Tally the lines of the entries below that hold the word "AgentError", and please give only the total.

[Saved data entries]

☆ ☆ ☆ ☆ ☆

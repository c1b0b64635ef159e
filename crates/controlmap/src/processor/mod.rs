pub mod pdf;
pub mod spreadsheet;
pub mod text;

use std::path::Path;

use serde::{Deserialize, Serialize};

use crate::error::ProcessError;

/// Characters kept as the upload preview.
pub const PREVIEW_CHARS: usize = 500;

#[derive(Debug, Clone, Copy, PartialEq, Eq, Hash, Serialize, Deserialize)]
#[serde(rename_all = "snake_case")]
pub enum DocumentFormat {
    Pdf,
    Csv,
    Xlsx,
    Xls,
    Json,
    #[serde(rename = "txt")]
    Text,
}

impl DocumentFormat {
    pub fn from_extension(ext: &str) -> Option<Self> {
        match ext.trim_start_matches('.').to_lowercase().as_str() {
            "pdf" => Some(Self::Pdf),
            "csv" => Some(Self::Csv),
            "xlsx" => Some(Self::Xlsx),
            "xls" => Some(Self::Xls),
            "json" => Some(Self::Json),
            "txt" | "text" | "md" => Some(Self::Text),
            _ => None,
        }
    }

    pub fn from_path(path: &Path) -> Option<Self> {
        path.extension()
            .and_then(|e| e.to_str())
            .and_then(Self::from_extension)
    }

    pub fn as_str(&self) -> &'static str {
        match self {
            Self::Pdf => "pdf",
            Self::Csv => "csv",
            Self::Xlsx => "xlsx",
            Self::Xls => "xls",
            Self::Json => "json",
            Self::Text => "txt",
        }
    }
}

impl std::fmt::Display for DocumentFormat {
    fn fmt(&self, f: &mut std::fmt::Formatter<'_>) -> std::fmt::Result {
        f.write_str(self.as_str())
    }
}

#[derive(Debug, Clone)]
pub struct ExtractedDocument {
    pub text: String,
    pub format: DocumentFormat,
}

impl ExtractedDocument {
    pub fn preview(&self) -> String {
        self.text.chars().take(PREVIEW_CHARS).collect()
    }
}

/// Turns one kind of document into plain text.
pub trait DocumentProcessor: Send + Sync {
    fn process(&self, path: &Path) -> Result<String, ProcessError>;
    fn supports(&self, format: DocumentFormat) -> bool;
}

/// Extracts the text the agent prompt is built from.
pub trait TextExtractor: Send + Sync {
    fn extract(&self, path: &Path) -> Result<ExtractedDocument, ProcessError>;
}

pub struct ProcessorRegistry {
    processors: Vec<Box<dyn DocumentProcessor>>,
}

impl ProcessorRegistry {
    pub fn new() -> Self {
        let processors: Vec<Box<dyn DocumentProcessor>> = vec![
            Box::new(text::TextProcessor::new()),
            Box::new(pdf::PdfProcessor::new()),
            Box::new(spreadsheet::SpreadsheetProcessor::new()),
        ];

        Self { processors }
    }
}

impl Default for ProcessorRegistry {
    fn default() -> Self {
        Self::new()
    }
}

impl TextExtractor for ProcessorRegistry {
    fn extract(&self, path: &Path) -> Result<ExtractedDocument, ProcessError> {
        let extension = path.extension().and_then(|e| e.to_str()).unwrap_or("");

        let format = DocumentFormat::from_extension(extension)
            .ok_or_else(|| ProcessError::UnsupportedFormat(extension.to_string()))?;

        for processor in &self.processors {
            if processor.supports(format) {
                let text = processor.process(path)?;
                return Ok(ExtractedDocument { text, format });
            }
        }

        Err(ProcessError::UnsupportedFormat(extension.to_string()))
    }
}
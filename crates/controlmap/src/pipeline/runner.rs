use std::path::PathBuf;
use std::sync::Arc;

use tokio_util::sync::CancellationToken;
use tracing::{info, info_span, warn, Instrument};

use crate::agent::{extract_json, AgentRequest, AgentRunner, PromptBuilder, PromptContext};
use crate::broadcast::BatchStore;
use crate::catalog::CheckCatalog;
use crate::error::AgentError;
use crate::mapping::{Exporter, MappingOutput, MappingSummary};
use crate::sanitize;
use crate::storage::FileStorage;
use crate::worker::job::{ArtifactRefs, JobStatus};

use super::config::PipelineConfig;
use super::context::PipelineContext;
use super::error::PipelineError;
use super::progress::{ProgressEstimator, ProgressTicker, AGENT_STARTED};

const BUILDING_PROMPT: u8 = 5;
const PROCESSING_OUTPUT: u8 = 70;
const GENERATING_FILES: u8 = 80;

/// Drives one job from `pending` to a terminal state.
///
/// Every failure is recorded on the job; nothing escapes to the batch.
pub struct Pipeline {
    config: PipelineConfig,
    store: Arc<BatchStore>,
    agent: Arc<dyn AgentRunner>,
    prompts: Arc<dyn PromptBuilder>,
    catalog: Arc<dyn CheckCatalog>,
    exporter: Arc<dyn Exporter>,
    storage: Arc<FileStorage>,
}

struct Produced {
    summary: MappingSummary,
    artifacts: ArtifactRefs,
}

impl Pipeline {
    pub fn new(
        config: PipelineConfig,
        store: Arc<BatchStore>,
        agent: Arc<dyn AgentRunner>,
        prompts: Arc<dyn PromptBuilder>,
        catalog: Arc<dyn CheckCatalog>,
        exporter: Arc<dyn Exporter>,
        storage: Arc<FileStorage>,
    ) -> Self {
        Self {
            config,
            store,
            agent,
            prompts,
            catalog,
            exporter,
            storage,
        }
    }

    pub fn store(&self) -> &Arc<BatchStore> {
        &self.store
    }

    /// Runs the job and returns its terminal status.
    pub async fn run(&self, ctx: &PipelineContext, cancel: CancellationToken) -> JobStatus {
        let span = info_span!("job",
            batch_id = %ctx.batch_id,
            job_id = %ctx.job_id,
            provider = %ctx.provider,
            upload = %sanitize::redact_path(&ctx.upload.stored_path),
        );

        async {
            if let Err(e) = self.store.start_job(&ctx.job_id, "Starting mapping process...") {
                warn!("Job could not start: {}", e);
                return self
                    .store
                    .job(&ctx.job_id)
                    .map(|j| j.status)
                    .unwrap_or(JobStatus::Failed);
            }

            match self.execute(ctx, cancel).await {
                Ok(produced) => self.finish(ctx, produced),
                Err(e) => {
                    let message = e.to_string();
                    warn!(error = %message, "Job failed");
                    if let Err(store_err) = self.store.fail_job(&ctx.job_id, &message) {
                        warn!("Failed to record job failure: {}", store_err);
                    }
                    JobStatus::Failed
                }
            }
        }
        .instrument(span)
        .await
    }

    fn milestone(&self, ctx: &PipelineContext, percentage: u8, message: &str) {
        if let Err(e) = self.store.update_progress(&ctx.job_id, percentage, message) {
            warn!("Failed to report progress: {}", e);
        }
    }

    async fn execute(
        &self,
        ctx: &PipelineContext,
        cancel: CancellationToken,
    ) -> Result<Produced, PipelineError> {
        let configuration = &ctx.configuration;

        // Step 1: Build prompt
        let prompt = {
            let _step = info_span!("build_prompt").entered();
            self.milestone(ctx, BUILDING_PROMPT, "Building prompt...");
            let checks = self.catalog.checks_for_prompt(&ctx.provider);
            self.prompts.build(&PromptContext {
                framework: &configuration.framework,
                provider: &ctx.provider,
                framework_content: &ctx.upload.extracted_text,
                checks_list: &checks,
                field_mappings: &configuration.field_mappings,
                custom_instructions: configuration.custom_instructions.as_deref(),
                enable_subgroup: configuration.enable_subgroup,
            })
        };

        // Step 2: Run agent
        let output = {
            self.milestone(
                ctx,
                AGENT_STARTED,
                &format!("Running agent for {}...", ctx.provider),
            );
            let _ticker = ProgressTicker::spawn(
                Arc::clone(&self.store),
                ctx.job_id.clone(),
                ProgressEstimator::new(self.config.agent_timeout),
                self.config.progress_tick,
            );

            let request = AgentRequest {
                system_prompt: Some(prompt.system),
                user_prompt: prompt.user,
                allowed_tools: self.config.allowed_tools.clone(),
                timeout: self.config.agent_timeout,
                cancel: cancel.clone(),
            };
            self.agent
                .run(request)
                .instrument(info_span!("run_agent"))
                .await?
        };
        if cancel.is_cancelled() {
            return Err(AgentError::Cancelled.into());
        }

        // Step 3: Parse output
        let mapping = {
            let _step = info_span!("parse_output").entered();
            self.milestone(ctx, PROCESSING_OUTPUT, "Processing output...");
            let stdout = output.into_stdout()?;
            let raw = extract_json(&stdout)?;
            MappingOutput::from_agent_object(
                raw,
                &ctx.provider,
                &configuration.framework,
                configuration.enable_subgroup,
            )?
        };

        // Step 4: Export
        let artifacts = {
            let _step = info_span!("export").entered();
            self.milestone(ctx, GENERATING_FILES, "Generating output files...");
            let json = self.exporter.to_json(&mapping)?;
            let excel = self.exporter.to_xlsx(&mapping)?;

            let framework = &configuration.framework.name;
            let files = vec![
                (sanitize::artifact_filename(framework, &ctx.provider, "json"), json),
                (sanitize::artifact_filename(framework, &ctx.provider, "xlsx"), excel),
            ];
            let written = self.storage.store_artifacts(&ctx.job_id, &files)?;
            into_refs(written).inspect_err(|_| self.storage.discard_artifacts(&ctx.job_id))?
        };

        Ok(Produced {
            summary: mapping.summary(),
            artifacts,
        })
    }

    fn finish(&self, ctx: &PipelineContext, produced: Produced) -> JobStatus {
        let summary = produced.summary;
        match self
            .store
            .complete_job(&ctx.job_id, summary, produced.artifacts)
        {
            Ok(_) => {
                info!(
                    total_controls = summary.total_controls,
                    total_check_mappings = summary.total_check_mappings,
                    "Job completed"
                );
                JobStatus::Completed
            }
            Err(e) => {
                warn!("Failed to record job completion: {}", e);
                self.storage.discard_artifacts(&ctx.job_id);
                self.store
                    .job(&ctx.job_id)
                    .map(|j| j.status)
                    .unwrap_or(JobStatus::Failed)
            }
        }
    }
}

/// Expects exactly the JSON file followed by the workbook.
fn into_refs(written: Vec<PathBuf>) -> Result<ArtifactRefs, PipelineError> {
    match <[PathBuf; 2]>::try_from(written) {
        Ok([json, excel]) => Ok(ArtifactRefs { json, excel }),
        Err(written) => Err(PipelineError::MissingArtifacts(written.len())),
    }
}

☆ ☆ ☆ ☆ ☆

• WRITTEN SOLUTION: 2